Given the records that follow, return each one verbatim.

[Start of Attachment]

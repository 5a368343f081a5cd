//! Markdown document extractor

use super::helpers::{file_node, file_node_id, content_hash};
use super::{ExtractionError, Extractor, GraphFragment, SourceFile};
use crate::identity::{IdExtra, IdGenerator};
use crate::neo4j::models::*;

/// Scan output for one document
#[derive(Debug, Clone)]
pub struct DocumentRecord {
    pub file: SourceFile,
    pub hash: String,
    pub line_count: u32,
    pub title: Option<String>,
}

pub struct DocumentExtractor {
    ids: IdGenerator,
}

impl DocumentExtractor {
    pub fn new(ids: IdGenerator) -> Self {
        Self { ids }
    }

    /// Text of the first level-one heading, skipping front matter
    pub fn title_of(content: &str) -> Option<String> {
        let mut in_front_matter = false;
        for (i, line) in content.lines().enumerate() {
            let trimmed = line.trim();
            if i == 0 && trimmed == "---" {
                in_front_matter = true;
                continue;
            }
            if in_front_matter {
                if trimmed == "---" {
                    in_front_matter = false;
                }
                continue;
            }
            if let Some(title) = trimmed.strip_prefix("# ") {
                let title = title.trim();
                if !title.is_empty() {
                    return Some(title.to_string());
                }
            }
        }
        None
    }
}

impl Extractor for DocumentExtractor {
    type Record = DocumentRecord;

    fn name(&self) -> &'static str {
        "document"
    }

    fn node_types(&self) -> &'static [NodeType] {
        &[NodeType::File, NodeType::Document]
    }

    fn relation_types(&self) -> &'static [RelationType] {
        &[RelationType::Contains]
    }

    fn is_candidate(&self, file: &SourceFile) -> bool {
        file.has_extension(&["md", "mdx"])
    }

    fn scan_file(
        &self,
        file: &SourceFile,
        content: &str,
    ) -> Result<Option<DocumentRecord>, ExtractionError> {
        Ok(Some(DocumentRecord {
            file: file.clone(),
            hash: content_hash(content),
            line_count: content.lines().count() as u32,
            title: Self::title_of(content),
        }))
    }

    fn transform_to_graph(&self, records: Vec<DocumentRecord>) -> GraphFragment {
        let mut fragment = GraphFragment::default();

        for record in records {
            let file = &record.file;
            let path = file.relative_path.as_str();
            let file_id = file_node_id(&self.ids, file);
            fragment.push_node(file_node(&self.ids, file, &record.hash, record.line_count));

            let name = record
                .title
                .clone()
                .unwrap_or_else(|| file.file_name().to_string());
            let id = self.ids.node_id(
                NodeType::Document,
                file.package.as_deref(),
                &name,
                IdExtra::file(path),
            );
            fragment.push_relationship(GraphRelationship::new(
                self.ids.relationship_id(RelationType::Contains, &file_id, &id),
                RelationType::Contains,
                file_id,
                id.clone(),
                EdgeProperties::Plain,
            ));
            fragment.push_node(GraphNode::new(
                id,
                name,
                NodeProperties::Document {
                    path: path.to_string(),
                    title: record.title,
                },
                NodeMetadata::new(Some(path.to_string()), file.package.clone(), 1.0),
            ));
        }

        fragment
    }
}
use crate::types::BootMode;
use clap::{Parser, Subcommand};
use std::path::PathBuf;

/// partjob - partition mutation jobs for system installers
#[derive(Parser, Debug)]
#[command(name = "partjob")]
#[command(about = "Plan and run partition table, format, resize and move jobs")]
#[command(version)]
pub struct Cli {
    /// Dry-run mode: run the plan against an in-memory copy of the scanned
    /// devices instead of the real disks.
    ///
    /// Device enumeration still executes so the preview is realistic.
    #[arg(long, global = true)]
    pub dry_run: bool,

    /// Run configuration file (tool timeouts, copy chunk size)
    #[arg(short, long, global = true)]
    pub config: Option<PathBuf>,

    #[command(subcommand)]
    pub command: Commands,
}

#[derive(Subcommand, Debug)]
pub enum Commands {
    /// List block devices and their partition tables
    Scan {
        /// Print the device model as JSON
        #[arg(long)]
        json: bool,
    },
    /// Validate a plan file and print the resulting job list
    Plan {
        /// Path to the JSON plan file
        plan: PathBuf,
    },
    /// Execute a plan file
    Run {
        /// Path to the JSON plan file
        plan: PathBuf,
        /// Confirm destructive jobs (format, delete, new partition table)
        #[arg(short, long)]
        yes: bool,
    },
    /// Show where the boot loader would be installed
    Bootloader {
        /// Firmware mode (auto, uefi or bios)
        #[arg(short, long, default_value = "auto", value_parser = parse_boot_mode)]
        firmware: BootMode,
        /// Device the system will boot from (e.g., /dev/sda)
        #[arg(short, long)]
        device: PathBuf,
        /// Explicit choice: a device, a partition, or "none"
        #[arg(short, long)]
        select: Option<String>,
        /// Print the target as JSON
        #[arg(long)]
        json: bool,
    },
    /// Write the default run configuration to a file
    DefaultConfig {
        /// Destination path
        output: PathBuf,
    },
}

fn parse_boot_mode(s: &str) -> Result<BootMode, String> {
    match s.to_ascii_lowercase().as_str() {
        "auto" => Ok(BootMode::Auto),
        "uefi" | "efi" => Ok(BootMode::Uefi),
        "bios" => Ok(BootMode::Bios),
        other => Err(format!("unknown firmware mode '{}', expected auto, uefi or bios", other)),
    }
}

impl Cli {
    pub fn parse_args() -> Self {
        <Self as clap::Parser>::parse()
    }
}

[End of Attachment]

## [WRITTEN ANSWER]
repository 5a368343f081a5cd
//! Markdown document extractor

use super::helpers::{file_node, file_node_id, content_hash};
use super::{ExtractionError, Extractor, GraphFragment, SourceFile};
use crate::identity::{IdExtra, IdGenerator};
use crate::neo4j::models::*;

/// Scan output for one document
#[derive(Debug, Clone)]
pub struct DocumentRecord {
    pub file: SourceFile,
    pub hash: String,
    pub line_count: u32,
    pub title: Option<String>,
}

pub struct DocumentExtractor {
    ids: IdGenerator,
}

impl DocumentExtractor {
    pub fn new(ids: IdGenerator) -> Self {
        Self { ids }
    }

    /// Text of the first level-one heading, skipping front matter
    pub fn title_of(content: &str) -> Option<String> {
        let mut in_front_matter = false;
        for (i, line) in content.lines().enumerate() {
            let trimmed = line.trim();
            if i == 0 && trimmed == "---" {
                in_front_matter = true;
                continue;
            }
            if in_front_matter {
                if trimmed == "---" {
                    in_front_matter = false;
                }
                continue;
            }
            if let Some(title) = trimmed.strip_prefix("# ") {
                let title = title.trim();
                if !title.is_empty() {
                    return Some(title.to_string());
                }
            }
        }
        None
    }
}

impl Extractor for DocumentExtractor {
    type Record = DocumentRecord;

    fn name(&self) -> &'static str {
        "document"
    }

    fn node_types(&self) -> &'static [NodeType] {
        &[NodeType::File, NodeType::Document]
    }

    fn relation_types(&self) -> &'static [RelationType] {
        &[RelationType::Contains]
    }

    fn is_candidate(&self, file: &SourceFile) -> bool {
        file.has_extension(&["md", "mdx"])
    }

    fn scan_file(
        &self,
        file: &SourceFile,
        content: &str,
    ) -> Result<Option<DocumentRecord>, ExtractionError> {
        Ok(Some(DocumentRecord {
            file: file.clone(),
            hash: content_hash(content),
            line_count: content.lines().count() as u32,
            title: Self::title_of(content),
        }))
    }

    fn transform_to_graph(&self, records: Vec<DocumentRecord>) -> GraphFragment {
        let mut fragment = GraphFragment::default();

        for record in records {
            let file = &record.file;
            let path = file.relative_path.as_str();
            let file_id = file_node_id(&self.ids, file);
            fragment.push_node(file_node(&self.ids, file, &record.hash, record.line_count));

            let name = record
                .title
                .clone()
                .unwrap_or_else(|| file.file_name().to_string());
            let id = self.ids.node_id(
                NodeType::Document,
                file.package.as_deref(),
                &name,
                IdExtra::file(path),
            );
            fragment.push_relationship(GraphRelationship::new(
                self.ids.relationship_id(RelationType::Contains, &file_id, &id),
                RelationType::Contains,
                file_id,
                id.clone(),
                EdgeProperties::Plain,
            ));
            fragment.push_node(GraphNode::new(
                id,
                name,
                NodeProperties::Document {
                    path: path.to_string(),
                    title: record.title,
                },
                NodeMetadata::new(Some(path.to_string()), file.package.clone(), 1.0),
            ));
        }

        fragment
    }
}
use crate::types::BootMode;
use clap::{Parser, Subcommand};
use std::path::PathBuf;

/// partjob - partition mutation jobs for system installers
#[derive(Parser, Debug)]
#[command(name = "partjob")]
#[command(about = "Plan and run partition table, format, resize and move jobs")]
#[command(version)]
pub struct Cli {
    /// Dry-run mode: run the plan against an in-memory copy of the scanned
    /// devices instead of the real disks.
    ///
    /// Device enumeration still executes so the preview is realistic.
    #[arg(long, global = true)]
    pub dry_run: bool,

    /// Run configuration file (tool timeouts, copy chunk size)
    #[arg(short, long, global = true)]
    pub config: Option<PathBuf>,

    #[command(subcommand)]
    pub command: Commands,
}

#[derive(Subcommand, Debug)]
pub enum Commands {
    /// List block devices and their partition tables
    Scan {
        /// Print the device model as JSON
        #[arg(long)]
        json: bool,
    },
    /// Validate a plan file and print the resulting job list
    Plan {
        /// Path to the JSON plan file
        plan: PathBuf,
    },
    /// Execute a plan file
    Run {
        /// Path to the JSON plan file
        plan: PathBuf,
        /// Confirm destructive jobs (format, delete, new partition table)
        #[arg(short, long)]
        yes: bool,
    },
    /// Show where the boot loader would be installed
    Bootloader {
        /// Firmware mode (auto, uefi or bios)
        #[arg(short, long, default_value = "auto", value_parser = parse_boot_mode)]
        firmware: BootMode,
        /// Device the system will boot from (e.g., /dev/sda)
        #[arg(short, long)]
        device: PathBuf,
        /// Explicit choice: a device, a partition, or "none"
        #[arg(short, long)]
        select: Option<String>,
        /// Print the target as JSON
        #[arg(long)]
        json: bool,
    },
    /// Write the default run configuration to a file
    DefaultConfig {
        /// Destination path
        output: PathBuf,
    },
}

fn parse_boot_mode(s: &str) -> Result<BootMode, String> {
    match s.to_ascii_lowercase().as_str() {
        "auto" => Ok(BootMode::Auto),
        "uefi" | "efi" => Ok(BootMode::Uefi),
        "bios" => Ok(BootMode::Bios),
        other => Err(format!("unknown firmware mode '{}', expected auto, uefi or bios", other)),
    }
}

impl Cli {
    pub fn parse_args() -> Self {
        <Self as clap::Parser>::parse()
    }
}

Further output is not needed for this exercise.